→ **TASK TO CARRY OUT**
Whenever a line in the material below includes "order", copy that line.

→ **MATERIAL FOR THE TASK**

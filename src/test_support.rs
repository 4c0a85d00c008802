//! Test utilities shared across the crate.
//!
//! This module is only compiled during tests (`#[cfg(test)]`).

use std::collections::VecDeque;
use std::sync::Mutex;

use async_trait::async_trait;

use crate::backend::{BackendError, ChatBackend, ChatReply, ServiceStatus};
use crate::core::state::{App, OverlapPolicy};

/// A backend that answers from scripted results and records what it was sent.
///
/// Replies are consumed in order; once the script runs out every send
/// answers with an empty reply. Status and clear answer with the same
/// result every time.
pub struct ScriptedBackend {
    status: Result<ServiceStatus, BackendError>,
    replies: Mutex<VecDeque<Result<ChatReply, BackendError>>>,
    clear: Result<(), BackendError>,
    sent: Mutex<Vec<String>>,
    clears: Mutex<usize>,
}

impl Default for ScriptedBackend {
    fn default() -> Self {
        Self {
            status: Ok(ServiceStatus {
                running: true,
                model_available: Some(true),
                models: vec!["gemma3:latest".to_string()],
            }),
            replies: Mutex::new(VecDeque::new()),
            clear: Ok(()),
            sent: Mutex::new(Vec::new()),
            clears: Mutex::new(0),
        }
    }
}

impl ScriptedBackend {
    pub fn with_status(mut self, status: Result<ServiceStatus, BackendError>) -> Self {
        self.status = status;
        self
    }

    pub fn with_reply(self, reply: Result<ChatReply, BackendError>) -> Self {
        self.replies.lock().unwrap().push_back(reply);
        self
    }

    pub fn with_clear(mut self, clear: Result<(), BackendError>) -> Self {
        self.clear = clear;
        self
    }

    /// Messages passed to `send_message`, in call order.
    pub fn sent(&self) -> Vec<String> {
        self.sent.lock().unwrap().clone()
    }

    pub fn clear_calls(&self) -> usize {
        *self.clears.lock().unwrap()
    }
}

#[async_trait]
impl ChatBackend for ScriptedBackend {
    fn name(&self) -> &str {
        "scripted"
    }

    async fn check_status(&self) -> Result<ServiceStatus, BackendError> {
        self.status.clone()
    }

    async fn send_message(&self, message: &str) -> Result<ChatReply, BackendError> {
        self.sent.lock().unwrap().push(message.to_string());
        self.replies
            .lock()
            .unwrap()
            .pop_front()
            .unwrap_or_else(|| Ok(ChatReply::default()))
    }

    async fn clear(&self) -> Result<(), BackendError> {
        *self.clears.lock().unwrap() += 1;
        self.clear.clone()
    }
}

/// Creates a test App with the default label, policy and sanitizer.
pub fn test_app() -> App {
    App::new("Gemma3".to_string(), OverlapPolicy::Ignore)
}
//! # Application State
//!
//! Core chat state. Domain logic only, no TUI-specific types. Presentation
//! state (scroll offsets, the input buffer) lives in the `tui` module.
//!
//! ```text
//! App
//! ├── messages: Vec<Bubble>            // append-only, arrival order
//! ├── loading: LoadingState            // Idle | Waiting { request_id }
//! ├── status: StatusLabel              // title bar status
//! ├── model_label: String              // model name in the status text
//! ├── overlap_policy: OverlapPolicy    // what a submit does while Waiting
//! ├── queued: VecDeque<String>         // echoed but not yet sent (Queue policy)
//! ├── sanitizer: Arc<dyn MarkupSanitizer>
//! └── next_request_id: u64
//! ```
//!
//! State changes only happen through `update(state, action)` in action.rs.

use std::collections::VecDeque;
use std::str::FromStr;
use std::sync::Arc;

use clap::ValueEnum;
use serde::{Deserialize, Serialize};

use crate::core::markup::{AllowListSanitizer, MarkupSanitizer};
use crate::core::message::Bubble;
use crate::core::status::StatusLabel;

/// What a submit does while a reply is still pending.
#[derive(Debug, Clone, Copy, PartialEq, Eq, Default, Deserialize, Serialize, ValueEnum)]
#[serde(rename_all = "lowercase")]
pub enum OverlapPolicy {
    /// Reject the submit; the send control stays disabled until the reply lands.
    #[default]
    Ignore,
    /// Echo now, send after the pending reply settles.
    Queue,
    /// Abort the pending request and send the new message instead.
    Replace,
}

impl FromStr for OverlapPolicy {
    type Err = ();

    fn from_str(s: &str) -> Result<Self, Self::Err> {
        match s.trim().to_ascii_lowercase().as_str() {
            "ignore" => Ok(OverlapPolicy::Ignore),
            "queue" => Ok(OverlapPolicy::Queue),
            "replace" => Ok(OverlapPolicy::Replace),
            _ => Err(()),
        }
    }
}

/// The loading indicator as an explicit state machine.
#[derive(Debug, Clone, Copy, PartialEq, Eq, Default)]
pub enum LoadingState {
    #[default]
    Idle,
    Waiting { request_id: u64 },
}

impl LoadingState {
    pub fn is_waiting(self) -> bool {
        matches!(self, LoadingState::Waiting { .. })
    }

    /// True when `request_id` is the request currently being waited on.
    pub fn is_waiting_for(self, request_id: u64) -> bool {
        self == LoadingState::Waiting { request_id }
    }
}

pub struct App {
    pub messages: Vec<Bubble>,
    pub loading: LoadingState,
    pub status: StatusLabel,
    pub model_label: String,
    pub overlap_policy: OverlapPolicy,
    pub queued: VecDeque<String>,
    pub sanitizer: Arc<dyn MarkupSanitizer>,
    next_request_id: u64,
}

impl App {
    pub fn new(model_label: String, overlap_policy: OverlapPolicy) -> Self {
        Self {
            messages: Vec::new(),
            loading: LoadingState::Idle,
            status: StatusLabel::Checking,
            model_label,
            overlap_policy,
            queued: VecDeque::new(),
            sanitizer: Arc::new(AllowListSanitizer),
            next_request_id: 1,
        }
    }

    pub fn with_sanitizer(mut self, sanitizer: Arc<dyn MarkupSanitizer>) -> Self {
        self.sanitizer = sanitizer;
        self
    }

    /// Whether a submit right now would be accepted.
    pub fn can_send(&self) -> bool {
        !self.loading.is_waiting() || self.overlap_policy != OverlapPolicy::Ignore
    }

    pub fn status_text(&self) -> String {
        self.status.text(&self.model_label)
    }

    pub(crate) fn take_request_id(&mut self) -> u64 {
        let id = self.next_request_id;
        self.next_request_id += 1;
        id
    }
}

→ **FINISHED TASK**
/// Replies are consumed in order; once the script runs out every send
    /// Messages passed to `send_message`, in call order.
//! ├── messages: Vec<Bubble>            // append-only, arrival order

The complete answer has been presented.